By Postmedia News
Interim Liberal leader Bob Rae waded into the oilsands debate Saturday suggesting that, while Alberta’s booming development is an important part of Canada’s economy, the discussion about how best to use it has been polarizing and unproductive.
“I don’t think it’s just a matter of saying ‘I’m pro-development’ or ‘I’m anti-development,’ I think everybody recognizes it’s a huge resource for Canada. The question is: Can we do it in a sustainable way?”
Attempting to strike a middle ground between Opposition NDP Leader Thomas Mulcair’s strong stance against development and Prime Minister Stephen Harper’s position that the oilsands are crucial to creating “jobs and growth” for Canadians, Rae told CBC Radio’s The House that “the key word in all this is balance.”

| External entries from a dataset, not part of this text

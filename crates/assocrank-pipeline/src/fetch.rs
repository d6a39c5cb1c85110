//! Evidence fetch pool.
//!
//! Each worker owns its own repository handle, pulls keys from the shared
//! task queue and forwards `(key, evidence)` to the compute stage, empty
//! evidence included so the fetched count matches the enumerated count.
//! Transient fetch failures are retried; a key that still fails is recorded
//! as failed and skipped.

use crate::channel::SharedReceiver;
use crate::progress::Progress;
use crate::retry::{retry, RetryPolicy};
use assocrank_common::format::millify;
use assocrank_common::{AssocError, EvidenceScore, PairKey, Result};
use assocrank_db::{EvidenceRepository, RepositoryConnector};
use std::sync::Arc;
use tokio::sync::mpsc;
use tokio_util::sync::CancellationToken;
use tracing::{debug, info, warn};

#[derive(Debug, Clone, PartialEq)]
pub struct FetchedEvidence {
    pub key: PairKey,
    pub evidence: Vec<EvidenceScore>,
}

/// Per-worker wiring for the fetch stage.
pub struct FetchWorker<C: RepositoryConnector> {
    pub worker_id: usize,
    pub connector: Arc<C>,
    pub tasks: SharedReceiver<PairKey>,
    pub output: mpsc::Sender<FetchedEvidence>,
    pub progress: Arc<Progress>,
    pub retry: RetryPolicy,
    pub log_every: u64,
    pub cancel: CancellationToken,
}

impl<C: RepositoryConnector> FetchWorker<C> {
    pub async fn run(self) -> Result<()> {
        let result = self.work().await;
        self.progress.fetch_worker_exited();
        if self.progress.fetch_finished() {
            info!(
                fetched = self.progress.fetched(),
                failed = self.progress.failed(),
                "Evidence fetch finished"
            );
        }
        result
    }

    async fn work(&self) -> Result<()> {
        let repo = retry("connect repository", &self.retry, &self.cancel, || {
            self.connector.connect()
        })
        .await?;
        debug!(worker = self.worker_id, "Fetch worker connected");

        loop {
            let key = tokio::select! {
                biased;
                _ = self.cancel.cancelled() => return Err(AssocError::Cancelled),
                key = self.tasks.recv() => key,
            };
            let Some(key) = key else { break };

            let evidence = match retry("fetch evidence", &self.retry, &self.cancel, || {
                repo.fetch_evidence(&key)
            })
            .await
            {
                Ok(evidence) => evidence,
                Err(e) if e.is_transient() => {
                    warn!(worker = self.worker_id, key = %key, error = %e, "Giving up on pair");
                    self.progress.record_failed(&key);
                    continue;
                }
                Err(e) => return Err(e),
            };

            tokio::select! {
                biased;
                _ = self.cancel.cancelled() => return Err(AssocError::Cancelled),
                sent = self.output.send(FetchedEvidence { key, evidence }) => {
                    if sent.is_err() {
                        return Err(AssocError::Cancelled);
                    }
                }
            }

            let fetched = self.progress.record_fetched();
            if self.log_every > 0 && fetched % self.log_every == 0 {
                info!(
                    fetched = %millify(fetched as f64),
                    rate = %format!("{}/s", millify(self.progress.rate(fetched))),
                    "Fetched pairs"
                );
            }
        }

        debug!(worker = self.worker_id, "Fetch worker input closed");
        Ok(())
    }
}

#[cfg(test)]
mod tests {
    use super::*;
    use crate::channel::bounded;
    use assocrank_test_utils::fixtures::two_pair_repository;
    use assocrank_test_utils::FlakyRepository;
    use std::time::Duration;

    fn fast_retry() -> RetryPolicy {
        RetryPolicy {
            max_attempts: 3,
            initial_backoff: Duration::from_millis(1),
            max_backoff: Duration::from_millis(2),
        }
    }

    async fn run_one<C: RepositoryConnector>(
        connector: C,
        keys: Vec<PairKey>,
    ) -> (Result<()>, Vec<FetchedEvidence>, Arc<Progress>) {
        let (task_tx, task_rx) = bounded(keys.len().max(1));
        for key in keys {
            task_tx.send(key).await.unwrap();
        }
        drop(task_tx);

        let (out_tx, mut out_rx) = mpsc::channel(16);
        let progress = Arc::new(Progress::new(1, 1));
        let worker = FetchWorker {
            worker_id: 0,
            connector: Arc::new(connector),
            tasks: task_rx,
            output: out_tx,
            progress: Arc::clone(&progress),
            retry: fast_retry(),
            log_every: 1,
            cancel: CancellationToken::new(),
        };
        let result = worker.run().await;

        let mut out = Vec::new();
        while let Some(item) = out_rx.recv().await {
            out.push(item);
        }
        (result, out, progress)
    }

    #[tokio::test]
    async fn test_forwards_empty_evidence() {
        let keys = vec![PairKey::new("T1", "D1"), PairKey::new("T2", "D1")];
        let (result, out, progress) = run_one(two_pair_repository(), keys).await;
        result.unwrap();
        assert_eq!(out.len(), 2);
        assert_eq!(out[0].evidence.len(), 2);
        assert!(out[1].evidence.is_empty());
        assert_eq!(progress.fetched(), 2);
        assert!(progress.fetch_finished());
    }

    #[tokio::test]
    async fn test_transient_failure_recovers() {
        let key = PairKey::new("T1", "D1");
        let repo = FlakyRepository::new(two_pair_repository()).fail_times(key.clone(), 2);
        let (result, out, progress) = run_one(repo.clone(), vec![key.clone()]).await;
        result.unwrap();
        assert_eq!(out.len(), 1);
        assert_eq!(repo.attempts(&key), 3);
        assert_eq!(progress.failed(), 0);
    }

    #[tokio::test]
    async fn test_exhausted_key_recorded_and_worker_continues() {
        let bad = PairKey::new("T1", "D1");
        let repo = FlakyRepository::new(two_pair_repository()).fail_always(bad.clone());
        let keys = vec![bad.clone(), PairKey::new("T2", "D1")];
        let (result, out, progress) = run_one(repo, keys).await;
        result.unwrap();
        assert_eq!(out.len(), 1);
        assert_eq!(out[0].key, PairKey::new("T2", "D1"));
        assert_eq!(progress.failed(), 1);
        let summary = progress.summary(uuid::Uuid::new_v4(), "ns", chrono::Utc::now());
        assert_eq!(summary.failed_pair_sample, vec!["T1-D1".to_string()]);
    }

    #[tokio::test]
    async fn test_fatal_fetch_error_stops_worker() {
        let bad = PairKey::new("T1", "D1");
        let repo = FlakyRepository::new(two_pair_repository()).fail_fatally(bad.clone());
        let (result, out, _) = run_one(repo, vec![bad]).await;
        assert!(matches!(result, Err(AssocError::Repository(_))));
        assert!(out.is_empty());
    }
}
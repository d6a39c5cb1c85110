//! assocrank-config — Run configuration: typed sections with serde
//! defaults, TOML/YAML/JSON loading, environment overrides, validation.
//!
//! Reads `assocrank.toml` from the current directory, or the path in the
//! `ASSOCRANK_CONFIG` env var. A missing default file yields the built-in
//! defaults.

pub mod error;
pub mod loader;
pub mod settings;

pub use error::{ConfigError, Result};
pub use loader::{CONFIG_ENV, DEFAULT_CONFIG_FILE};
pub use settings::{
    Config, InputSection, LoggingSection, PipelineSection, RetrySection, ScoringSection,
    StorageSection,
};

“You can’t just grow a development from 100,000 people to a quarter of a million people in 10 years or 15 years without really thinking through all of the social and economic implications as well as the environmental ones. . . . We have to recognize that we are, in part, a resource economy — we’re also a manufacturing economy . . . and a service economy — but, to deny the fact that we are a resource economy strikes me as ludicrous.”
After touring northern Alberta communities and oilsands development sites last week, Rae met briefly with Alberta Premier Alison Redford and Alberta Energy Minister Ken Hughes at the Calgary Stampede. He called Alberta’s “National Energy Strategy” — which sees the oilsands as one cog in Canada’s energy market wheel — “a very positive and effective way to look at what we need to do.”
Rae said that while exporting to Asia is a logical step in a global economy, priority should be given to bringing oil from Alberta to Eastern Canada.
“A national pipeline is something we could do quite readily,” Rae told The House’s guest host James Fitz-Morris. “It’s not complicated. . . . We just need to improve the infrastructure” that already exists between Alberta and the rest of the country.
“We’ve got to look hard at the fact that this resource is not going away . . . we’ve got to become world leaders in sustainability.”
He challenged the federal government to set clearer standards for development and to ensure that all stakeholders — including First Nations communities, which live around the oilsands — are on board.